As I went to title this post I couldn't even think of how to capture all that I want to say.
I want to say that I am beyond thankful for a day home with Micah even though it was the result of being in the ER with him last night.
I want to say that taking off a day today was no big deal and I don't need a "mom badge" for doing so. I feel like I got the "win" by being home. I feel like last night when we were at the hospital I knew that being home today was exactly what I needed and God knew too.
I want to say that I am not only older, but so much wiser. I feel like this year I "get it" more than ever. I get what is important. I get that what I do contributes to who I want to be each day. I get that when I put away the shopping carts in the parking lots I am doing more than putting away shopping carts...I am becoming more of that person. That person that isn't so self absorbed. I get that some days I will take care of Jeremy and some days he will take care of me. It's not a game at all. It's a life together that is made up of the whole...not the pieces.

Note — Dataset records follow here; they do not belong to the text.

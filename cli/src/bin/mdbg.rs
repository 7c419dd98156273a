use anyhow::Context;
use definitions::DataSet;
use std::io::{BufReader, BufWriter};
#[macro_use]
extern crate log;

fn main() -> anyhow::Result<()> {
    let matches = mdbg_cli::mdbg_commands::mdbg_parser().get_matches();
    if let Some((_, sub_m)) = matches.subcommand() {
        let level = match sub_m.occurrences_of("verbose") {
            0 => "warn",
            1 => "info",
            2 => "debug",
            _ => "trace",
        };
        env_logger::Builder::from_env(env_logger::Env::default().default_filter_or(level)).init();
    }
    match matches.subcommand() {
        Some(("resolve", sub_m)) => resolve(sub_m),
        Some(("stats", sub_m)) => stats(sub_m),
        _ => unreachable!(),
    }
}

fn get_input_file(matches: &clap::ArgMatches) -> anyhow::Result<DataSet> {
    let file = matches.value_of("input").unwrap();
    debug!("Opening {}", file);
    let reader = std::fs::File::open(file)
        .map(BufReader::new)
        .with_context(|| format!("failed to open {}", file))?;
    let dataset: DataSet =
        serde_json::from_reader(reader).with_context(|| format!("failed to parse {}", file))?;
    if !dataset.sanity_check() {
        anyhow::bail!("dataset {} is inconsistent", file);
    }
    Ok(dataset)
}

fn set_threads(matches: &clap::ArgMatches) {
    if let Some(threads) = matches.value_of("threads").and_then(|n| n.parse().ok()) {
        debug!("Set {} threads", threads);
        if let Err(why) = rayon::ThreadPoolBuilder::new()
            .num_threads(threads)
            .build_global()
        {
            debug!("{:?}: the thread pool is already initialized", why);
        }
    }
}

fn resolve(matches: &clap::ArgMatches) -> anyhow::Result<()> {
    use resolver::{ResolveConfig, ResolveRepeats};
    debug!("START\tResolve");
    set_threads(matches);
    let dataset = get_input_file(matches)?;
    let start_k: usize = matches
        .value_of("start_k")
        .and_then(|k| k.parse().ok())
        .context("start_k must be a positive integer")?;
    let saturating_k: usize = matches
        .value_of("saturating_k")
        .and_then(|k| k.parse().ok())
        .context("saturating_k must be a positive integer")?;
    if saturating_k < start_k {
        anyhow::bail!("saturating_k ({}) is below start_k ({})", saturating_k, start_k);
    }
    let out_dir = matches.value_of("output").unwrap();
    let config = ResolveConfig::new(start_k, saturating_k, matches.is_present("validate"), out_dir);
    let resolution = dataset.resolve_repeats(&config)?;
    info!(
        "Wrote {} contigs into {} (k={}, frozen={})",
        resolution.contigs.len(),
        out_dir,
        resolution.final_k,
        resolution.frozen,
    );
    Ok(())
}

fn stats(matches: &clap::ArgMatches) -> anyhow::Result<()> {
    use resolver::Stats;
    debug!("START\tStats");
    let dataset = get_input_file(matches)?;
    match matches.value_of("file") {
        Some(path) => {
            let wtr = BufWriter::new(std::fs::File::create(path)?);
            dataset.stats(wtr)?;
        }
        None => {
            let stdout = std::io::stdout();
            dataset.stats(stdout.lock())?;
        }
    }
    Ok(())
}
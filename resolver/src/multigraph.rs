//! A labeled directed multigraph keyed by dense integer ids.
//!
//! Vertices and edges are stored in ordered maps so that whole-graph iteration
//! is deterministic, and each vertex keeps its incident edge ids in insertion
//! order. The transform that runs on top of this container relies on both
//! orders for reproducibility. Parallel edges and self-loops are allowed.

use std::collections::BTreeMap;

pub type NodeId = u64;
pub type EdgeId = u64;

#[derive(Debug, Clone)]
struct NodeEntry<N> {
    prop: N,
    in_edges: Vec<EdgeId>,
    out_edges: Vec<EdgeId>,
}

#[derive(Debug, Clone)]
struct EdgeEntry<E> {
    from: NodeId,
    to: NodeId,
    prop: E,
}

#[derive(Debug, Clone, Default)]
pub struct MultiGraph<N, E> {
    nodes: BTreeMap<NodeId, NodeEntry<N>>,
    edges: BTreeMap<EdgeId, EdgeEntry<E>>,
}

impl<N, E> MultiGraph<N, E> {
    pub fn new() -> Self {
        Self {
            nodes: BTreeMap::new(),
            edges: BTreeMap::new(),
        }
    }
    /// Insert a node. Re-inserting an existing id keeps the old property and
    /// returns false.
    pub fn add_node(&mut self, id: NodeId, prop: N) -> bool {
        use std::collections::btree_map::Entry;
        match self.nodes.entry(id) {
            Entry::Occupied(_) => false,
            Entry::Vacant(slot) => {
                slot.insert(NodeEntry {
                    prop,
                    in_edges: Vec::new(),
                    out_edges: Vec::new(),
                });
                true
            }
        }
    }
    /// Remove an isolated node and hand back its property.
    pub fn remove_node(&mut self, id: NodeId) -> N {
        let entry = self.nodes.remove(&id).expect("no such node");
        assert!(
            entry.in_edges.is_empty() && entry.out_edges.is_empty(),
            "node {} still has incident edges",
            id
        );
        entry.prop
    }
    pub fn add_edge(&mut self, id: EdgeId, from: NodeId, to: NodeId, prop: E) {
        assert!(!self.edges.contains_key(&id), "edge {} already exists", id);
        self.nodes
            .get_mut(&from)
            .expect("no such start node")
            .out_edges
            .push(id);
        self.nodes
            .get_mut(&to)
            .expect("no such end node")
            .in_edges
            .push(id);
        self.edges.insert(id, EdgeEntry { from, to, prop });
    }
    /// Remove an edge, returning its endpoints and property.
    pub fn remove_edge(&mut self, id: EdgeId) -> (NodeId, NodeId, E) {
        let entry = self.edges.remove(&id).expect("no such edge");
        let out = &mut self.nodes.get_mut(&entry.from).unwrap().out_edges;
        out.retain(|&e| e != id);
        let inc = &mut self.nodes.get_mut(&entry.to).unwrap().in_edges;
        inc.retain(|&e| e != id);
        (entry.from, entry.to, entry.prop)
    }
    /// Rewire an edge to new endpoints, keeping its id and property.
    /// The edge re-enters the adjacency lists at the back, as if re-inserted.
    pub fn move_edge(&mut self, id: EdgeId, from: NodeId, to: NodeId) {
        let (old_from, old_to) = {
            let entry = self.edges.get(&id).expect("no such edge");
            (entry.from, entry.to)
        };
        self.nodes
            .get_mut(&old_from)
            .unwrap()
            .out_edges
            .retain(|&e| e != id);
        self.nodes
            .get_mut(&old_to)
            .unwrap()
            .in_edges
            .retain(|&e| e != id);
        self.nodes
            .get_mut(&from)
            .expect("no such start node")
            .out_edges
            .push(id);
        self.nodes
            .get_mut(&to)
            .expect("no such end node")
            .in_edges
            .push(id);
        let entry = self.edges.get_mut(&id).unwrap();
        entry.from = from;
        entry.to = to;
    }
    pub fn contains_node(&self, id: NodeId) -> bool {
        self.nodes.contains_key(&id)
    }
    pub fn contains_edge(&self, id: EdgeId) -> bool {
        self.edges.contains_key(&id)
    }
    pub fn node_count(&self) -> usize {
        self.nodes.len()
    }
    pub fn edge_count(&self) -> usize {
        self.edges.len()
    }
    pub fn node_prop(&self, id: NodeId) -> &N {
        &self.nodes.get(&id).expect("no such node").prop
    }
    pub fn node_prop_mut(&mut self, id: NodeId) -> &mut N {
        &mut self.nodes.get_mut(&id).expect("no such node").prop
    }
    pub fn edge_prop(&self, id: EdgeId) -> &E {
        &self.edges.get(&id).expect("no such edge").prop
    }
    pub fn edge_prop_mut(&mut self, id: EdgeId) -> &mut E {
        &mut self.edges.get_mut(&id).expect("no such edge").prop
    }
    pub fn edge_from(&self, id: EdgeId) -> NodeId {
        self.edges.get(&id).expect("no such edge").from
    }
    pub fn edge_to(&self, id: EdgeId) -> NodeId {
        self.edges.get(&id).expect("no such edge").to
    }
    /// Node ids in increasing order.
    pub fn nodes(&self) -> impl Iterator<Item = NodeId> + '_ {
        self.nodes.keys().copied()
    }
    /// Edge ids in increasing order.
    pub fn edge_ids(&self) -> impl Iterator<Item = EdgeId> + '_ {
        self.edges.keys().copied()
    }
    /// Outgoing edge ids of `id`, in insertion order.
    pub fn out_edges(&self, id: NodeId) -> impl Iterator<Item = EdgeId> + '_ {
        self.nodes
            .get(&id)
            .expect("no such node")
            .out_edges
            .iter()
            .copied()
    }
    /// Incoming edge ids of `id`, in insertion order.
    pub fn in_edges(&self, id: NodeId) -> impl Iterator<Item = EdgeId> + '_ {
        self.nodes
            .get(&id)
            .expect("no such node")
            .in_edges
            .iter()
            .copied()
    }
    pub fn out_degree(&self, id: NodeId) -> usize {
        self.nodes.get(&id).expect("no such node").out_edges.len()
    }
    pub fn in_degree(&self, id: NodeId) -> usize {
        self.nodes.get(&id).expect("no such node").in_edges.len()
    }
}

#[cfg(test)]
mod tests {
    use super::*;
    fn diamond() -> MultiGraph<&'static str, usize> {
        let mut g = MultiGraph::new();
        for (id, name) in [(0, "a"), (1, "b"), (2, "c"), (3, "d")] {
            g.add_node(id, name);
        }
        g.add_edge(0, 0, 1, 10);
        g.add_edge(1, 0, 2, 11);
        g.add_edge(2, 1, 3, 12);
        g.add_edge(3, 2, 3, 13);
        g
    }
    #[test]
    fn build() {
        let g = diamond();
        assert_eq!(g.node_count(), 4);
        assert_eq!(g.edge_count(), 4);
        assert_eq!(g.out_degree(0), 2);
        assert_eq!(g.in_degree(3), 2);
    }
    #[test]
    fn duplicate_node_keeps_first() {
        let mut g = diamond();
        assert!(!g.add_node(0, "other"));
        assert_eq!(*g.node_prop(0), "a");
    }
    #[test]
    fn adjacency_is_insertion_ordered() {
        let mut g = diamond();
        g.add_edge(4, 0, 3, 14);
        let out: Vec<_> = g.out_edges(0).collect();
        assert_eq!(out, vec![0, 1, 4]);
        let inc: Vec<_> = g.in_edges(3).collect();
        assert_eq!(inc, vec![2, 3, 4]);
    }
    #[test]
    fn parallel_edges_and_loops() {
        let mut g = diamond();
        g.add_edge(4, 0, 1, 20);
        g.add_edge(5, 1, 1, 21);
        assert_eq!(g.out_edges(0).collect::<Vec<_>>(), vec![0, 1, 4]);
        assert_eq!(g.in_degree(1), 3);
        assert_eq!(g.out_degree(1), 2);
    }
    #[test]
    fn remove_edge_keeps_others() {
        let mut g = diamond();
        let (from, to, prop) = g.remove_edge(1);
        assert_eq!((from, to, prop), (0, 2, 11));
        assert_eq!(g.out_edges(0).collect::<Vec<_>>(), vec![0]);
        assert_eq!(g.in_degree(2), 0);
    }
    #[test]
    fn move_edge_rewires() {
        let mut g = diamond();
        g.move_edge(0, 0, 3);
        assert_eq!(g.edge_to(0), 3);
        assert_eq!(g.in_edges(3).collect::<Vec<_>>(), vec![2, 3, 0]);
        assert_eq!(g.in_degree(1), 0);
        assert_eq!(*g.edge_prop(0), 10);
    }
    #[test]
    fn remove_isolated_node() {
        let mut g = diamond();
        g.remove_edge(0);
        g.remove_edge(2);
        assert_eq!(g.remove_node(1), "b");
        assert!(!g.contains_node(1));
    }
    #[test]
    #[should_panic]
    fn remove_connected_node_panics() {
        let mut g = diamond();
        g.remove_node(1);
    }
}
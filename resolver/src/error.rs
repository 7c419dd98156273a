use thiserror::Error;

/// Everything that can go wrong while building or transforming the graph.
///
/// Invariant violations and malformed inputs are fatal: the graph must be
/// discarded. A cancelled transform leaves the graph in the consistent state
/// reached by the last completed step.
#[derive(Debug, Error)]
pub enum ResolveError {
    #[error("invariant violated: {0}")]
    Invariant(String),
    #[error("malformed edge record {index}: {reason}")]
    MalformedRecord { index: usize, reason: String },
    #[error("malformed read path {index}: {reason}")]
    MalformedPath { index: usize, reason: String },
    #[error("transform made no progress at k={k}")]
    Stuck { k: usize },
    #[error("transform cancelled at k={k}")]
    Cancelled { k: usize },
    #[error(transparent)]
    Io(#[from] std::io::Error),
}
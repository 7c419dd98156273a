//! Definitions -- the shared data model of the repeat-resolution pipeline.
//! Stages talk to each other through one, possibly large, JSON-encoded structure named
//! [DataSet](DataSet): the sparse de Bruijn graph handed over by the graph-construction
//! step together with the read paths threaded through it. The [DnaSeq](DnaSeq) type is
//! the sequence currency of the whole workspace.

use serde::{Deserialize, Serialize};

/// Translate an ASCII base into its 2-bit code. Lowercase is accepted.
pub fn base_to_code(base: u8) -> Option<u8> {
    match base {
        b'A' | b'a' => Some(0),
        b'C' | b'c' => Some(1),
        b'G' | b'g' => Some(2),
        b'T' | b't' => Some(3),
        _ => None,
    }
}

/// Translate a 2-bit code back into its ASCII base.
pub fn code_to_base(code: u8) -> u8 {
    b"ACGT"[code as usize]
}

/// A DNA sequence over {A, C, G, T}, packed two bits per symbol.
/// The complement of a code is `3 - code`, so reverse complement needs no table.
/// Symbols are compared by code, which coincides with the lexicographic order
/// of the bases.
///
/// Unused bits of the last storage block are kept zero so that equality and
/// hashing can work on the raw blocks.
#[derive(Clone, PartialEq, Eq, Hash, Default)]
pub struct DnaSeq {
    storage: Vec<u64>,
    len: usize,
}

const WIDTH: usize = 2;
const BLOCK_BITS: usize = 64;

impl DnaSeq {
    pub fn new() -> Self {
        Self::default()
    }
    pub fn with_capacity(n: usize) -> Self {
        Self {
            storage: Vec::with_capacity((n * WIDTH + BLOCK_BITS - 1) / BLOCK_BITS),
            len: 0,
        }
    }
    fn addr(i: usize) -> (usize, usize) {
        let k = i * WIDTH;
        (k / BLOCK_BITS, k % BLOCK_BITS)
    }
    pub fn len(&self) -> usize {
        self.len
    }
    pub fn is_empty(&self) -> bool {
        self.len == 0
    }
    /// The 2-bit code at position `i`.
    pub fn get(&self, i: usize) -> Option<u8> {
        if i >= self.len {
            return None;
        }
        let (block, bit) = Self::addr(i);
        Some(((self.storage[block] >> bit) & 0b11) as u8)
    }
    pub fn first(&self) -> Option<u8> {
        self.get(0)
    }
    pub fn last(&self) -> Option<u8> {
        self.len.checked_sub(1).and_then(|i| self.get(i))
    }
    /// Append a 2-bit code.
    pub fn push(&mut self, code: u8) {
        assert!(code < 4, "not a 2-bit code: {}", code);
        let (block, bit) = Self::addr(self.len);
        if bit == 0 {
            self.storage.push(0);
        }
        self.storage[block] |= (code as u64) << bit;
        self.len += 1;
    }
    pub fn iter(&self) -> impl Iterator<Item = u8> + '_ {
        (0..self.len).map(move |i| self.get(i).unwrap())
    }
    /// Keep the first `new_len` symbols, zeroing the freed bits.
    pub fn truncate(&mut self, new_len: usize) {
        assert!(new_len <= self.len);
        let blocks = (new_len * WIDTH + BLOCK_BITS - 1) / BLOCK_BITS;
        self.storage.truncate(blocks);
        let rem = (new_len * WIDTH) % BLOCK_BITS;
        if rem != 0 {
            if let Some(last) = self.storage.last_mut() {
                *last &= (1u64 << rem) - 1;
            }
        }
        self.len = new_len;
    }
    /// Drop the first `n` symbols.
    pub fn drop_front(&mut self, n: usize) {
        assert!(n <= self.len);
        *self = self.iter().skip(n).collect();
    }
    /// Copy of `len` symbols starting at `start`.
    pub fn sub(&self, start: usize, len: usize) -> Self {
        assert!(start + len <= self.len);
        self.iter().skip(start).take(len).collect()
    }
    pub fn prefix(&self, n: usize) -> Self {
        self.sub(0, n)
    }
    pub fn suffix(&self, n: usize) -> Self {
        self.sub(self.len - n, n)
    }
    /// Append all symbols of `other`.
    pub fn extend(&mut self, other: &Self) {
        for code in other.iter() {
            self.push(code);
        }
    }
    /// Prepend all symbols of `other`.
    pub fn prepend(&mut self, other: &Self) {
        let mut joined = other.clone();
        joined.extend(self);
        *self = joined;
    }
    pub fn revcomp(&self) -> Self {
        (0..self.len).rev().map(|i| 3 - self.get(i).unwrap()).collect()
    }
}

impl FromIterator<u8> for DnaSeq {
    fn from_iter<T: IntoIterator<Item = u8>>(iter: T) -> Self {
        let mut seq = DnaSeq::new();
        for code in iter {
            seq.push(code);
        }
        seq
    }
}

impl std::cmp::PartialOrd for DnaSeq {
    fn partial_cmp(&self, other: &Self) -> Option<std::cmp::Ordering> {
        Some(self.cmp(other))
    }
}

impl std::cmp::Ord for DnaSeq {
    fn cmp(&self, other: &Self) -> std::cmp::Ordering {
        self.iter().cmp(other.iter())
    }
}

impl std::fmt::Display for DnaSeq {
    fn fmt(&self, f: &mut std::fmt::Formatter) -> std::fmt::Result {
        for code in self.iter() {
            write!(f, "{}", code_to_base(code) as char)?;
        }
        Ok(())
    }
}

impl std::fmt::Debug for DnaSeq {
    fn fmt(&self, f: &mut std::fmt::Formatter) -> std::fmt::Result {
        write!(f, "{}", self)
    }
}

impl std::str::FromStr for DnaSeq {
    type Err = InvalidBase;
    fn from_str(s: &str) -> Result<Self, Self::Err> {
        let mut seq = DnaSeq::with_capacity(s.len());
        for &byte in s.as_bytes() {
            match base_to_code(byte) {
                Some(code) => seq.push(code),
                None => return Err(InvalidBase(byte)),
            }
        }
        Ok(seq)
    }
}

/// A byte that is not one of A, C, G, T.
#[derive(Debug, Clone, Copy, PartialEq, Eq)]
pub struct InvalidBase(pub u8);

impl std::fmt::Display for InvalidBase {
    fn fmt(&self, f: &mut std::fmt::Formatter) -> std::fmt::Result {
        write!(f, "invalid DNA symbol {:?}", self.0 as char)
    }
}

impl std::error::Error for InvalidBase {}

impl Serialize for DnaSeq {
    fn serialize<S: serde::Serializer>(&self, serializer: S) -> Result<S::Ok, S::Error> {
        serializer.collect_str(self)
    }
}

impl<'de> Deserialize<'de> for DnaSeq {
    fn deserialize<D: serde::Deserializer<'de>>(deserializer: D) -> Result<Self, D::Error> {
        let s = String::deserialize(deserializer)?;
        s.parse().map_err(serde::de::Error::custom)
    }
}

/// One edge of the sparse de Bruijn graph, labeled with its full sequence.
/// `start` and `end` are the stable string ids assigned by the graph builder.
#[derive(Debug, Clone, Serialize, Deserialize)]
pub struct DbgEdge {
    pub start: String,
    pub end: String,
    pub seq: DnaSeq,
    /// Whether coverage evidence places this edge in exactly one locus.
    pub unique: bool,
}

/// The sparse de Bruijn graph as handed over by the construction step.
/// The order of `vertices` is stable and defines the dense integer ids used
/// downstream.
#[derive(Debug, Clone, Default, Serialize, Deserialize)]
pub struct SparseDbg {
    pub vertices: Vec<String>,
    pub edges: Vec<DbgEdge>,
}

impl SparseDbg {
    /// True if every edge endpoint names a listed vertex.
    pub fn sanity_check(&self) -> bool {
        use std::collections::HashSet;
        let names: HashSet<&str> = self.vertices.iter().map(|v| v.as_str()).collect();
        self.edges
            .iter()
            .all(|e| names.contains(e.start.as_str()) && names.contains(e.end.as_str()))
    }
}

/// The path of one read through the graph, as a list of edge indices.
/// Edge index `i` refers to `SparseDbg::edges[i]`.
#[derive(Debug, Clone, Serialize, Deserialize)]
pub struct ReadPathRecord {
    pub id: String,
    pub edges: Vec<u64>,
}

/// The message passed between pipeline stages.
#[derive(Debug, Clone, Serialize, Deserialize)]
pub struct DataSet {
    /// The path to the input file this dataset was derived from.
    pub input_file: String,
    pub graph: SparseDbg,
    pub read_paths: Vec<ReadPathRecord>,
}

impl DataSet {
    pub fn new(input_file: &str, graph: SparseDbg, read_paths: Vec<ReadPathRecord>) -> Self {
        Self {
            input_file: input_file.to_string(),
            graph,
            read_paths,
        }
    }
    /// Edge indices of every read path stay within the edge table and the
    /// graph itself is internally consistent.
    pub fn sanity_check(&self) -> bool {
        let edges = self.graph.edges.len() as u64;
        self.graph.sanity_check()
            && self
                .read_paths
                .iter()
                .all(|p| !p.edges.is_empty() && p.edges.iter().all(|&e| e < edges))
    }
}

#[cfg(test)]
mod tests {
    use super::*;
    #[test]
    fn pack_round_trip() {
        let seq: DnaSeq = "ACGTACGTACGTACGTACGTACGTACGTACGTACG".parse().unwrap();
        assert_eq!(seq.len(), 35);
        assert_eq!(seq.to_string(), "ACGTACGTACGTACGTACGTACGTACGTACGTACG");
    }
    #[test]
    fn invalid_symbol() {
        let res: Result<DnaSeq, _> = "ACGN".parse();
        assert_eq!(res, Err(InvalidBase(b'N')));
    }
    #[test]
    fn prefix_suffix_sub() {
        let seq: DnaSeq = "AACCGGTT".parse().unwrap();
        assert_eq!(seq.prefix(3).to_string(), "AAC");
        assert_eq!(seq.suffix(3).to_string(), "GTT");
        assert_eq!(seq.sub(2, 4).to_string(), "CCGG");
    }
    #[test]
    fn revcomp() {
        let seq: DnaSeq = "AAACGT".parse().unwrap();
        assert_eq!(seq.revcomp().to_string(), "ACGTTT");
        assert_eq!(seq.revcomp().revcomp(), seq);
    }
    #[test]
    fn palindrome_is_its_own_revcomp() {
        let seq: DnaSeq = "ACGT".parse().unwrap();
        assert_eq!(seq.revcomp(), seq);
    }
    #[test]
    fn truncate_then_compare() {
        let mut a: DnaSeq = "ACGTACGTACGTACGTACGTACGTACGTACGTACGT".parse().unwrap();
        a.truncate(33);
        let b: DnaSeq = "ACGTACGTACGTACGTACGTACGTACGTACGTA".parse().unwrap();
        assert_eq!(a, b);
    }
    #[test]
    fn drop_front_and_prepend() {
        let mut seq: DnaSeq = "ACGTT".parse().unwrap();
        seq.drop_front(2);
        assert_eq!(seq.to_string(), "GTT");
        let head: DnaSeq = "CC".parse().unwrap();
        seq.prepend(&head);
        assert_eq!(seq.to_string(), "CCGTT");
    }
    #[test]
    fn lexicographic_order() {
        let a: DnaSeq = "ACGT".parse().unwrap();
        let b: DnaSeq = "ACGTA".parse().unwrap();
        let c: DnaSeq = "ACT".parse().unwrap();
        assert!(a < b);
        assert!(b < c);
        assert!(a < c);
    }
    #[test]
    fn dataset_sanity() {
        let graph = SparseDbg {
            vertices: vec!["u".to_string(), "v".to_string()],
            edges: vec![DbgEdge {
                start: "u".to_string(),
                end: "v".to_string(),
                seq: "ACGTACGT".parse().unwrap(),
                unique: false,
            }],
        };
        let ds = DataSet::new("reads.fa", graph, vec![ReadPathRecord {
            id: "read0".to_string(),
            edges: vec![0],
        }]);
        assert!(ds.sanity_check());
        let json = serde_json::to_string(&ds).unwrap();
        let back: DataSet = serde_json::from_str(&json).unwrap();
        assert_eq!(back.graph.edges[0].seq.to_string(), "ACGTACGT");
    }
}
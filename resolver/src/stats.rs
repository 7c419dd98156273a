//! Quick numbers about a dataset, for the `stats` subcommand.
use std::io::Write;

use definitions::DataSet;

pub trait Stats {
    fn stats<W: Write>(&self, wtr: W) -> std::io::Result<()>;
}

impl Stats for DataSet {
    fn stats<W: Write>(&self, mut wtr: W) -> std::io::Result<()> {
        writeln!(wtr, "Input\t{}", self.input_file)?;
        writeln!(wtr, "Vertices\t{}", self.graph.vertices.len())?;
        writeln!(wtr, "Edges\t{}", self.graph.edges.len())?;
        let unique = self.graph.edges.iter().filter(|e| e.unique).count();
        writeln!(wtr, "UniqueEdges\t{}", unique)?;
        let lens: Vec<usize> = self.graph.edges.iter().map(|e| e.seq.len()).collect();
        let total: usize = lens.iter().sum();
        writeln!(wtr, "TotalEdgeLength\t{}", total)?;
        if !lens.is_empty() {
            writeln!(wtr, "MeanEdgeLength\t{}", total / lens.len())?;
            writeln!(wtr, "MaxEdgeLength\t{}", lens.iter().max().unwrap())?;
        }
        writeln!(wtr, "ReadPaths\t{}", self.read_paths.len())?;
        let steps: usize = self.read_paths.iter().map(|p| p.edges.len()).sum();
        if !self.read_paths.is_empty() {
            writeln!(wtr, "MeanPathLength\t{}", steps / self.read_paths.len())?;
        }
        Ok(())
    }
}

I want to say that when you go into a week all prepared and then stuff like last night happens...you just punt. And that is ok.
I want to say that my homework systems are driving me crazy. They suck and need to change. And that is ok.
Life isn't about having it all figured out. Nothing like a son with an unknown allergy to let you know that. But I'm pretty sure it is about having trust in the One who does. Pretty sure that I am a so much closer to that than I was on that earlier this year. For sure I'm closer today than I was in the last 20 years, maybe even more than last week...or yesterday.
And that is who I want to be.
Closer.
Each.
Day.
I want to say that when I reach the end of this gift of life that God has given me...I hope my life reflects that. I hope what others say is that the pieces of my messed up life, when put together made sense of the whole. The whole that screams Philipians 1:6 a little bit louder...
He who began a good work in you...is faithful to complete it. He. Will. Complete. It. That's a promise I can't just skim over. There are times I will punt. There are times that what you thought would work, doesn't. There are times when I will be going the wrong direction. But I know that there are times when touchdowns are thrown. There are times when games are won in the last quarter. And those are the games that are talked about in life.
And I darn well know that when I reach the end of the day and I tell my 10 year old son that it is time for bed and he responds " ok mom, but can we keep talking? " that I have completed so much more than a first down. I know that I have invested in what is important for that day.
I want to say that I don't have it figured out.
I still will punt.
I will throw touchdowns.
It is all ok.
What will be talked about of me? That's what I want 'to say" each day.